Exercise goal »
Your answer must consist solely of the line containing "assert_eq!(cache.pending_count(), 1);" and all subsequent lines through the end of the entries, reproduced exactly.
================================
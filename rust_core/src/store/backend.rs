//! Backend-of-record seam for the pick store.

use crate::models::{Pick, UserEventPicks};
use async_trait::async_trait;
use chrono::{DateTime, Utc};
use thiserror::Error;

#[derive(Debug, Clone, PartialEq, Eq, Error)]
pub enum BackendError {
    /// Connection-level failure; likely transient
    #[error("backend unreachable: {0}")]
    Unreachable(String),
    #[error("backend timeout: {0}")]
    Timeout(String),
    /// The backend answered but refused the request
    #[error("backend rejected request: {0}")]
    Rejected(String),
    #[error("malformed backend payload: {0}")]
    Malformed(String),
}

impl BackendError {
    pub fn is_retriable(&self) -> bool {
        matches!(self, BackendError::Unreachable(_) | BackendError::Timeout(_))
    }
}

impl From<sqlx::Error> for BackendError {
    fn from(e: sqlx::Error) -> Self {
        match e {
            sqlx::Error::PoolTimedOut => BackendError::Timeout(e.to_string()),
            sqlx::Error::Io(_) | sqlx::Error::PoolClosed | sqlx::Error::WorkerCrashed => {
                BackendError::Unreachable(e.to_string())
            }
            sqlx::Error::Tls(_) | sqlx::Error::Protocol(_) => {
                BackendError::Unreachable(e.to_string())
            }
            sqlx::Error::Decode(_) | sqlx::Error::ColumnDecode { .. } => {
                BackendError::Malformed(e.to_string())
            }
            sqlx::Error::Database(ref db) => {
                // serialization_failure / deadlock_detected / too_many_connections
                match db.code().as_deref() {
                    Some("40001") | Some("40P01") | Some("53300") => {
                        BackendError::Unreachable(e.to_string())
                    }
                    _ => BackendError::Rejected(e.to_string()),
                }
            }
            other => BackendError::Rejected(other.to_string()),
        }
    }
}

/// Durable storage for `UserEventPicks`, one record per (user, event).
#[async_trait]
pub trait PickBackend: Send + Sync {
    async fn fetch(&self, user_id: &str, event_id: &str)
        -> Result<Option<UserEventPicks>, BackendError>;

    /// Create or update one fight's pick inside the (user, event) record.
    async fn upsert_pick(
        &self,
        user_id: &str,
        event_id: &str,
        contest_id: &str,
        pick: &Pick,
        at: DateTime<Utc>,
    ) -> Result<UserEventPicks, BackendError>;

    /// Replace the whole record atomically: all picks are written or none.
    async fn replace(&self, record: &UserEventPicks) -> Result<UserEventPicks, BackendError>;

    async fn list_for_event(&self, event_id: &str) -> Result<Vec<UserEventPicks>, BackendError>;

    /// Returns whether a record existed.
    async fn remove(&self, user_id: &str, event_id: &str) -> Result<bool, BackendError>;

    async fn ping(&self) -> Result<(), BackendError>;
}
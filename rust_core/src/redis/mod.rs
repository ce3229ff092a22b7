pub mod bus;

pub use bus::RedisBus;

/// Channel names used on the message bus.
pub mod channels {
    /// Fight results from the results desk (`ResultPublished` payloads)
    pub const RESULTS_PUBLISHED: &str = "results:published";

    /// Recomputed standings for one event (`LeaderboardResponse` payloads)
    pub fn leaderboard(event_id: &str) -> String {
        format!("leaderboard:{}", event_id)
    }
}
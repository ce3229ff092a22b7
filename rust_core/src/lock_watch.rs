//! Periodic lock-window re-check.
//!
//! A cooperative poll that publishes the event's `WindowStatus` on a watch
//! channel. It only ever tightens (Open -> Locked) and exits once the event
//! is locked, so it can run on any schedule.

use crate::models::Event;
use crate::window::{Clock, WindowStatus};
use std::sync::Arc;
use std::time::Duration;
use tokio::sync::watch;
use tokio::task::JoinHandle;
use tracing::{debug, info};

/// Default poll interval (once per minute).
pub const DEFAULT_LOCK_POLL_INTERVAL: Duration = Duration::from_secs(60);

pub struct LockWatcher {
    pub status: watch::Receiver<WindowStatus>,
    pub handle: JoinHandle<()>,
}

impl LockWatcher {
    /// Start watching `event`. The receiver starts with the current status.
    pub fn spawn(event: Event, clock: Arc<dyn Clock>, poll_interval: Duration) -> Self {
        let initial = WindowStatus::evaluate(&event, clock.now());
        let (tx, rx) = watch::channel(initial);

        let handle = tokio::spawn(async move {
            if initial == WindowStatus::Locked {
                debug!("Event {} already locked, watcher not started", event.id);
                return;
            }

            let mut interval = tokio::time::interval(poll_interval);
            // First tick fires immediately and the status is already known.
            interval.tick().await;

            loop {
                interval.tick().await;
                let observed = WindowStatus::evaluate(&event, clock.now());
                if observed == WindowStatus::Locked {
                    info!("Picks locked for event {} ({})", event.id, event.title);
                    // Receivers may all be gone; nothing left to notify then.
                    let _ = tx.send(WindowStatus::Locked);
                    return;
                }
                if tx.is_closed() {
                    debug!("Lock watcher for event {} has no listeners, stopping", event.id);
                    return;
                }
            }
        });

        Self { status: rx, handle }
    }

    pub fn current(&self) -> WindowStatus {
        *self.status.borrow()
    }
}

impl Drop for LockWatcher {
    fn drop(&mut self) {
        self.handle.abort();
    }
}
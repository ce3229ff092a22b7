//! Local fallback cache for the pick store.
//!
//! Holds the last-known snapshot per (user, event) plus a pending-sync flag
//! for writes the backend has not acknowledged yet. Keyed identically to the
//! backend record.

use crate::models::{storage_key, UserEventPicks};
use parking_lot::RwLock;
use std::collections::{BTreeMap, BTreeSet, HashMap};
use tracing::debug;

#[derive(Debug, Clone, PartialEq, Eq)]
pub struct CachedSnapshot {
    pub record: UserEventPicks,
    /// Written locally, not yet acknowledged by the backend
    pub pending_sync: bool,
}

#[derive(Debug, Default)]
pub struct FallbackCache {
    entries: RwLock<HashMap<String, CachedSnapshot>>,
}

impl FallbackCache {
    pub fn new() -> Self {
        Self::default()
    }

    pub fn get(&self, user_id: &str, event_id: &str) -> Option<CachedSnapshot> {
        self.entries.read().get(&storage_key(user_id, event_id)).cloned()
    }

    /// Record a snapshot the backend has confirmed.
    pub fn store_synced(&self, record: UserEventPicks) {
        let key = storage_key(&record.user_id, &record.event_id);
        self.entries.write().insert(
            key,
            CachedSnapshot {
                record,
                pending_sync: false,
            },
        );
    }

    /// Record a snapshot that still has to reach the backend.
    pub fn store_pending(&self, record: UserEventPicks) {
        let key = storage_key(&record.user_id, &record.event_id);
        debug!("Queued {} for backend sync", key);
        self.entries.write().insert(
            key,
            CachedSnapshot {
                record,
                pending_sync: true,
            },
        );
    }

    /// Clear the pending flag, unless the entry changed since `synced` was
    /// taken (a newer local write stays queued).
    pub fn mark_synced(&self, synced: &UserEventPicks, confirmed: UserEventPicks) {
        let key = storage_key(&synced.user_id, &synced.event_id);
        let mut entries = self.entries.write();
        match entries.get(&key) {
            Some(current) if current.pending_sync && current.record.updated_at > synced.updated_at => {
                debug!("{} changed during sync, keeping it queued", key);
            }
            _ => {
                entries.insert(
                    key,
                    CachedSnapshot {
                        record: confirmed,
                        pending_sync: false,
                    },
                );
            }
        }
    }

    pub fn remove(&self, user_id: &str, event_id: &str) -> Option<CachedSnapshot> {
        self.entries.write().remove(&storage_key(user_id, event_id))
    }

    pub fn pending(&self) -> Vec<UserEventPicks> {
        self.entries
            .read()
            .values()
            .filter(|s| s.pending_sync)
            .map(|s| s.record.clone())
            .collect()
    }

    pub fn pending_count(&self) -> usize {
        self.entries.read().values().filter(|s| s.pending_sync).count()
    }

    pub fn len(&self) -> usize {
        self.entries.read().len()
    }

    pub fn is_empty(&self) -> bool {
        self.entries.read().is_empty()
    }
}

/// Reconcile a backend snapshot with a locally cached one.
///
/// Per fight entry, the side that wrote it last (`entry_time`) wins; entries
/// present in only one snapshot are kept. Ties go to the backend.
pub fn merge_snapshots(backend: &UserEventPicks, local: &UserEventPicks) -> UserEventPicks {
    let mut merged = UserEventPicks {
        user_id: backend.user_id.clone(),
        event_id: backend.event_id.clone(),
        picks: BTreeMap::new(),
        entry_times: BTreeMap::new(),
        updated_at: backend.updated_at.max(local.updated_at),
        submitted: backend.submitted || local.submitted,
    };

    let contest_ids: BTreeSet<&String> = backend.picks.keys().chain(local.picks.keys()).collect();
    for contest_id in contest_ids {
        let from_backend = backend.picks.get(contest_id).map(|p| (p, backend.entry_time(contest_id)));
        let from_local = local.picks.get(contest_id).map(|p| (p, local.entry_time(contest_id)));

        let winner = match (from_backend, from_local) {
            (Some(b), Some(l)) if l.1 > b.1 => l,
            (Some(b), _) => b,
            (None, Some(l)) => l,
            (None, None) => continue,
        };
        merged.picks.insert(contest_id.clone(), winner.0.clone());
        merged.entry_times.insert(contest_id.clone(), winner.1);
    }

    merged
}

#[cfg(test)]
mod tests {
    use super::*;
    use crate::models::Pick;
    use chrono::{Duration, TimeZone, Utc};

    fn record(at_minute: u32, picks: &[(&str, Pick)]) -> UserEventPicks {
        let mut r = UserEventPicks::empty(
            "u1",
            "ufc-300",
            Utc.with_ymd_and_hms(2024, 4, 13, 20, at_minute, 0).unwrap(),
        );
        for (id, pick) in picks {
            r.picks.insert(id.to_string(), pick.clone());
        }
        r
    }

    #[test]
    fn test_merge_later_snapshot_wins_per_entry() {
        let backend = record(
            10,
            &[("f1", Pick::complete("a", "KO")), ("f2", Pick::complete("c", "SUB"))],
        );
        let local = record(
            20,
            &[("f1", Pick::complete("b", "PTS")), ("f3", Pick::fighter("e"))],
        );

        let merged = merge_snapshots(&backend, &local);
        assert_eq!(merged.picks["f1"], Pick::complete("b", "PTS"));
        assert_eq!(merged.picks["f2"], Pick::complete("c", "SUB"));
        assert_eq!(merged.picks["f3"], Pick::fighter("e"));
        assert_eq!(merged.updated_at, local.updated_at);
    }

    #[test]
    fn test_merge_backend_newer() {
        let backend = record(30, &[("f1", Pick::complete("a", "KO"))]);
        let local = record(20, &[("f1", Pick::complete("b", "PTS"))]);

        let merged = merge_snapshots(&backend, &local);
        assert_eq!(merged.picks["f1"], Pick::complete("a", "KO"));
        assert_eq!(merged.updated_at, backend.updated_at);
    }

    #[test]
    fn test_merge_decides_each_fight_by_its_own_write_time() {
        let t = |minute| Utc.with_ymd_and_hms(2024, 4, 13, 20, minute, 0).unwrap();

        // f1 edited locally at :20; the backend copy is newer overall only
        // because f2 was written there at :30.
        let mut backend = record(0, &[]);
        backend.set_pick("f1", Pick::fighter("f1-blue"), t(0));
        backend.set_pick("f2", Pick::fighter("f2-red"), t(30));
        let mut local = record(0, &[]);
        local.set_pick("f1", Pick::fighter("f1-red"), t(20));

        let merged = merge_snapshots(&backend, &local);
        assert_eq!(merged.picks["f1"], Pick::fighter("f1-red"));
        assert_eq!(merged.picks["f2"], Pick::fighter("f2-red"));
        assert_eq!(merged.entry_time("f1"), t(20));
        assert_eq!(merged.updated_at, t(30));
    }

    #[test]
    fn test_pending_lifecycle() {
        let cache = FallbackCache::new();
        let r = record(10, &[("f1", Pick::fighter("a"))]);
        cache.store_pending(r.clone());
        assert_eq!(cache.pending_count(), 1);

        cache.mark_synced(&r, r.clone());
        assert_eq!(cache.pending_count(), 0);
        assert_eq!(cache.get("u1", "ufc-300").unwrap().record, r);
    }

    #[test]
    fn test_newer_local_write_stays_pending() {
        let cache = FallbackCache::new();
        let first = record(10, &[("f1", Pick::fighter("a"))]);
        let mut second = first.clone();
        second.updated_at = first.updated_at + Duration::minutes(1);
        second.picks.insert("f1".to_string(), Pick::fighter("b"));

        cache.store_pending(first.clone());
        cache.store_pending(second.clone());
        cache.mark_synced(&first, first.clone());

        let entry = cache.get("u1", "ufc-300").unwrap();
        assert!(entry.pending_sync);
        assert_eq!(entry.record, second);
    }
}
================================
Answer for this exercise »
        assert_eq!(cache.pending_count(), 1);

        cache.mark_synced(&r, r.clone());
        assert_eq!(cache.pending_count(), 0);
        assert_eq!(cache.get("u1", "ufc-300").unwrap().record, r);
    }

    #[test]
    fn test_newer_local_write_stays_pending() {
        let cache = FallbackCache::new();
        let first = record(10, &[("f1", Pick::fighter("a"))]);
        let mut second = first.clone();
        second.updated_at = first.updated_at + Duration::minutes(1);
        second.picks.insert("f1".to_string(), Pick::fighter("b"));

        cache.store_pending(first.clone());
        cache.store_pending(second.clone());
        cache.mark_synced(&first, first.clone());

        let entry = cache.get("u1", "ufc-300").unwrap();
        assert!(entry.pending_sync);
        assert_eq!(entry.record, second);
    }
}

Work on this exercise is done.